> Your objective
Repeat each entry in full, exactly.

Items listed in a dataset
#[cfg(test)]
mod tests {
    use super::*;
    use chrono::TimeZone;
    use packetery_core::{CartSummary, Method, Money};

    const SETTINGS: &str = r#"
        [general]
        default_country = "CZ"

        [feed]
        max_age_hours = 24

        [[carriers]]
        code = "packetery_zpoint"
        name = "Z-Point"

        [[carriers.methods]]
        method = "pickupPointDelivery"
        label = "Z-Point pickup"

        [carriers.countries]
        pickupPointDelivery = ["cz", "sk"]

        [carriers.options]
        weight_limits = [{ weight = "5", price = "79" }, { weight = "10", price = "99" }]
        free_shipping_limit = "2000"

        [[carriers]]
        code = "packetery_dynamic"
        name = "Packeta carriers"
        kind = "dynamic_host"

        [[carriers.methods]]
        method = "addressDelivery"
        label = "Home delivery"

        [carriers.options]
        weight_limits = [{ weight = "30", price = "119" }]
        cod_payment_method = "cod"
        surcharge_limits = [{ order_price = "5000", surcharge = "35" }]

        [[dynamic_carriers]]
        id = 107
        owner = "packetery_dynamic"
        country = "hu"
        name = "HU Home Delivery"
        methods = ["addressDelivery"]
    "#;

    const FEED: &str = r#"{
        "syncedAt": "2026-10-01T04:00:00Z",
        "carriers": [
            { "id": "106", "name": "CZ Home", "country": "cz", "maxWeight": "15",
              "pickupPoints": "false", "disallowsCod": "false" }
        ]
    }"#;

    fn settings() -> SettingsConfig {
        toml::from_str(SETTINGS).unwrap()
    }

    fn now() -> DateTime<Utc> {
        Utc.with_ymd_and_hms(2026, 10, 1, 12, 0, 0).unwrap()
    }

    #[test]
    fn test_default_config() {
        let config = SettingsConfig::default();
        assert!(config.carriers.is_empty());
        assert_eq!(config.feed.max_age_hours, 48);
        assert!(config.validate().is_ok());
    }

    #[test]
    fn test_parse_and_validate() {
        let config = settings();
        assert!(config.validate().is_ok());
        assert_eq!(config.carriers.len(), 2);
        assert_eq!(config.default_country().unwrap().unwrap().as_str(), "cz");
        assert_eq!(config.feed_owner().unwrap().as_str(), "packetery_dynamic");
    }

    #[test]
    fn test_config_validation() {
        let mut config = settings();
        config.feed.max_age_hours = 0;
        assert!(config.validate().is_err());

        let mut config = settings();
        config.general.default_country = Some("czech".into());
        assert!(config.validate().is_err());

        let mut config = settings();
        let duplicate = config.carriers[0].clone();
        config.carriers.push(duplicate);
        assert!(config.validate().unwrap_err().is_config_error());

        let mut config = settings();
        config.carriers[0].options.applicable_countries = "sometimes".into();
        assert!(config.validate().is_err());

        let mut config = settings();
        config.feed.path = Some(PathBuf::from("carriers.json"));
        config.feed.owner = Some("packetery_zpoint".into());
        assert!(config.validate().is_err());
    }

    #[test]
    fn test_env_overrides() {
        let mut config = settings();
        config.apply_overrides(|key| match key {
            "PACKETERY_FEED_PATH" => Some("/tmp/feed.json".into()),
            "PACKETERY_FEED_MAX_AGE_HOURS" => Some("six".into()),
            "PACKETERY_DEFAULT_COUNTRY" => Some("sk".into()),
            _ => None,
        });
        assert_eq!(config.feed.path, Some(PathBuf::from("/tmp/feed.json")));
        assert_eq!(config.feed.max_age_hours, 24);
        assert_eq!(config.general.default_country.as_deref(), Some("sk"));
    }

    #[test]
    fn test_build_engine_with_feed() {
        let config = settings();
        let feed = CarrierFeed::parse(FEED).unwrap();
        let engine = config.build_engine_with_feed(Some(&feed), now()).unwrap();

        assert_eq!(engine.carriers().len(), 2);
        let owner = CarrierCode::new("packetery_dynamic").unwrap();
        assert!(engine.dynamic_carriers().get_by_id(&owner, Some(107)).unwrap().deleted);
        assert!(!engine.dynamic_carriers().get_by_id(&owner, Some(106)).unwrap().deleted);

        let cz = CountryCode::new("cz").unwrap();
        let cart = CartSummary::new(3.0, Money::from_major(500));
        let codes: Vec<String> = engine.quote(&cz, &cart).iter().map(|q| q.rate_code_string()).collect();
        assert_eq!(
            codes,
            vec![
                "packetery_zpoint_pickupPointDelivery",
                "packetery_dynamic_106-addressDelivery",
            ]
        );

        let hu = CountryCode::new("hu").unwrap();
        assert!(engine.quote(&hu, &cart).is_empty());
    }

    #[test]
    fn test_feed_carrier_limits_veto_host_quotes() {
        let config = settings();
        let feed = CarrierFeed::parse(FEED).unwrap();
        let engine = config.build_engine_with_feed(Some(&feed), now()).unwrap();
        let cz = CountryCode::new("cz").unwrap();

        // 106 takes up to 15 kg; the host's own tier would price 20 kg.
        let heavy = CartSummary::new(20.0, Money::from_major(500)).with_cod(true);
        assert!(engine.quote(&cz, &heavy).is_empty());

        let restricted = CartSummary::new(3.0, Money::from_major(500)).with_age_verification(true);
        let codes: Vec<String> = engine
            .quote(&cz, &restricted)
            .iter()
            .map(|q| q.rate_code_string())
            .collect();
        assert_eq!(codes, vec!["packetery_zpoint_pickupPointDelivery"]);
    }

    #[test]
    fn test_build_engine_pricing() {
        let engine = settings().build_engine_with_feed(None, now()).unwrap();
        let sk = CountryCode::new("sk").unwrap();

        let quotes = engine.quote(&sk, &CartSummary::new(7.0, Money::from_major(500)));
        assert_eq!(quotes.len(), 1);
        assert_eq!(quotes[0].method, Method::PickupPointDelivery);
        assert_eq!(quotes[0].price, Money::from_major(99));

        let quotes = engine.quote(&sk, &CartSummary::new(7.0, Money::from_major(2000)));
        assert!(quotes[0].is_free());

        assert!(engine.is_cod("packetery_dynamic", Some("cod")));
    }

    #[test]
    fn test_feed_without_host_fails() {
        let mut config = settings();
        config.carriers.retain(|decl| decl.kind != CarrierKind::DynamicHost);
        let feed = CarrierFeed::parse(FEED).unwrap();
        assert!(config.build_engine_with_feed(Some(&feed), now()).is_err());
    }

    #[test]
    fn test_load_rejects_unknown_discriminator() {
        let dir = tempfile::tempdir().unwrap();
        let path = dir.path().join("settings.toml");
        let mut config = settings();
        config.carriers[0].options.applicable_countries = "sometimes".into();
        config.save(Some(path.clone())).unwrap();

        let err = SettingsConfig::load(Some(path)).unwrap_err();
        assert!(matches!(
            err,
            SettingsError::Core(packetery_core::CoreError::InvalidApplicableCountries { ref value, .. })
                if value == "sometimes"
        ));
    }

    #[test]
    fn test_save_and_load() {
        let dir = tempfile::tempdir().unwrap();
        let path = dir.path().join("nested").join("settings.toml");

        let config = settings();
        config.save(Some(path.clone())).unwrap();
        let loaded: SettingsConfig = toml::from_str(&std::fs::read_to_string(&path).unwrap()).unwrap();
        assert_eq!(loaded, config);
    }

    #[test]
    fn test_toml_serialization() {
        let toml_str = toml::to_string_pretty(&settings()).unwrap();
        assert!(toml_str.contains("[general]"));
        assert!(toml_str.contains("[[carriers]]"));
    }
}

> Result for this task
#[cfg(test)]
mod tests {
    use super::*;
    use chrono::TimeZone;
    use packetery_core::{CartSummary, Method, Money};

    const SETTINGS: &str = r#"
        [general]
        default_country = "CZ"

        [feed]
        max_age_hours = 24

        [[carriers]]
        code = "packetery_zpoint"
        name = "Z-Point"

        [[carriers.methods]]
        method = "pickupPointDelivery"
        label = "Z-Point pickup"

        [carriers.countries]
        pickupPointDelivery = ["cz", "sk"]

        [carriers.options]
        weight_limits = [{ weight = "5", price = "79" }, { weight = "10", price = "99" }]
        free_shipping_limit = "2000"

        [[carriers]]
        code = "packetery_dynamic"
        name = "Packeta carriers"
        kind = "dynamic_host"

        [[carriers.methods]]
        method = "addressDelivery"
        label = "Home delivery"

        [carriers.options]
        weight_limits = [{ weight = "30", price = "119" }]
        cod_payment_method = "cod"
        surcharge_limits = [{ order_price = "5000", surcharge = "35" }]

        [[dynamic_carriers]]
        id = 107
        owner = "packetery_dynamic"
        country = "hu"
        name = "HU Home Delivery"
        methods = ["addressDelivery"]
    "#;

    const FEED: &str = r#"{
        "syncedAt": "2026-10-01T04:00:00Z",
        "carriers": [
            { "id": "106", "name": "CZ Home", "country": "cz", "maxWeight": "15",
              "pickupPoints": "false", "disallowsCod": "false" }
        ]
    }"#;

    fn settings() -> SettingsConfig {
        toml::from_str(SETTINGS).unwrap()
    }

    fn now() -> DateTime<Utc> {
        Utc.with_ymd_and_hms(2026, 10, 1, 12, 0, 0).unwrap()
    }

    #[test]
    fn test_default_config() {
        let config = SettingsConfig::default();
        assert!(config.carriers.is_empty());
        assert_eq!(config.feed.max_age_hours, 48);
        assert!(config.validate().is_ok());
    }

    #[test]
    fn test_parse_and_validate() {
        let config = settings();
        assert!(config.validate().is_ok());
        assert_eq!(config.carriers.len(), 2);
        assert_eq!(config.default_country().unwrap().unwrap().as_str(), "cz");
        assert_eq!(config.feed_owner().unwrap().as_str(), "packetery_dynamic");
    }

    #[test]
    fn test_config_validation() {
        let mut config = settings();
        config.feed.max_age_hours = 0;
        assert!(config.validate().is_err());

        let mut config = settings();
        config.general.default_country = Some("czech".into());
        assert!(config.validate().is_err());

        let mut config = settings();
        let duplicate = config.carriers[0].clone();
        config.carriers.push(duplicate);
        assert!(config.validate().unwrap_err().is_config_error());

        let mut config = settings();
        config.carriers[0].options.applicable_countries = "sometimes".into();
        assert!(config.validate().is_err());

        let mut config = settings();
        config.feed.path = Some(PathBuf::from("carriers.json"));
        config.feed.owner = Some("packetery_zpoint".into());
        assert!(config.validate().is_err());
    }

    #[test]
    fn test_env_overrides() {
        let mut config = settings();
        config.apply_overrides(|key| match key {
            "PACKETERY_FEED_PATH" => Some("/tmp/feed.json".into()),
            "PACKETERY_FEED_MAX_AGE_HOURS" => Some("six".into()),
            "PACKETERY_DEFAULT_COUNTRY" => Some("sk".into()),
            _ => None,
        });
        assert_eq!(config.feed.path, Some(PathBuf::from("/tmp/feed.json")));
        assert_eq!(config.feed.max_age_hours, 24);
        assert_eq!(config.general.default_country.as_deref(), Some("sk"));
    }

    #[test]
    fn test_build_engine_with_feed() {
        let config = settings();
        let feed = CarrierFeed::parse(FEED).unwrap();
        let engine = config.build_engine_with_feed(Some(&feed), now()).unwrap();

        assert_eq!(engine.carriers().len(), 2);
        let owner = CarrierCode::new("packetery_dynamic").unwrap();
        assert!(engine.dynamic_carriers().get_by_id(&owner, Some(107)).unwrap().deleted);
        assert!(!engine.dynamic_carriers().get_by_id(&owner, Some(106)).unwrap().deleted);

        let cz = CountryCode::new("cz").unwrap();
        let cart = CartSummary::new(3.0, Money::from_major(500));
        let codes: Vec<String> = engine.quote(&cz, &cart).iter().map(|q| q.rate_code_string()).collect();
        assert_eq!(
            codes,
            vec![
                "packetery_zpoint_pickupPointDelivery",
                "packetery_dynamic_106-addressDelivery",
            ]
        );

        let hu = CountryCode::new("hu").unwrap();
        assert!(engine.quote(&hu, &cart).is_empty());
    }

    #[test]
    fn test_feed_carrier_limits_veto_host_quotes() {
        let config = settings();
        let feed = CarrierFeed::parse(FEED).unwrap();
        let engine = config.build_engine_with_feed(Some(&feed), now()).unwrap();
        let cz = CountryCode::new("cz").unwrap();

        // 106 takes up to 15 kg; the host's own tier would price 20 kg.
        let heavy = CartSummary::new(20.0, Money::from_major(500)).with_cod(true);
        assert!(engine.quote(&cz, &heavy).is_empty());

        let restricted = CartSummary::new(3.0, Money::from_major(500)).with_age_verification(true);
        let codes: Vec<String> = engine
            .quote(&cz, &restricted)
            .iter()
            .map(|q| q.rate_code_string())
            .collect();
        assert_eq!(codes, vec!["packetery_zpoint_pickupPointDelivery"]);
    }

    #[test]
    fn test_build_engine_pricing() {
        let engine = settings().build_engine_with_feed(None, now()).unwrap();
        let sk = CountryCode::new("sk").unwrap();

        let quotes = engine.quote(&sk, &CartSummary::new(7.0, Money::from_major(500)));
        assert_eq!(quotes.len(), 1);
        assert_eq!(quotes[0].method, Method::PickupPointDelivery);
        assert_eq!(quotes[0].price, Money::from_major(99));

        let quotes = engine.quote(&sk, &CartSummary::new(7.0, Money::from_major(2000)));
        assert!(quotes[0].is_free());

        assert!(engine.is_cod("packetery_dynamic", Some("cod")));
    }

    #[test]
    fn test_feed_without_host_fails() {
        let mut config = settings();
        config.carriers.retain(|decl| decl.kind != CarrierKind::DynamicHost);
        let feed = CarrierFeed::parse(FEED).unwrap();
        assert!(config.build_engine_with_feed(Some(&feed), now()).is_err());
    }

    #[test]
    fn test_load_rejects_unknown_discriminator() {
        let dir = tempfile::tempdir().unwrap();
        let path = dir.path().join("settings.toml");
        let mut config = settings();
        config.carriers[0].options.applicable_countries = "sometimes".into();
        config.save(Some(path.clone())).unwrap();

        let err = SettingsConfig::load(Some(path)).unwrap_err();
        assert!(matches!(
            err,
            SettingsError::Core(packetery_core::CoreError::InvalidApplicableCountries { ref value, .. })
                if value == "sometimes"
        ));
    }

    #[test]
    fn test_save_and_load() {
        let dir = tempfile::tempdir().unwrap();
        let path = dir.path().join("nested").join("settings.toml");

        let config = settings();
        config.save(Some(path.clone())).unwrap();
        let loaded: SettingsConfig = toml::from_str(&std::fs::read_to_string(&path).unwrap()).unwrap();
        assert_eq!(loaded, config);
    }

    #[test]
    fn test_toml_serialization() {
        let toml_str = toml::to_string_pretty(&settings()).unwrap();
        assert!(toml_str.contains("[general]"));
        assert!(toml_str.contains("[[carriers]]"));
    }
}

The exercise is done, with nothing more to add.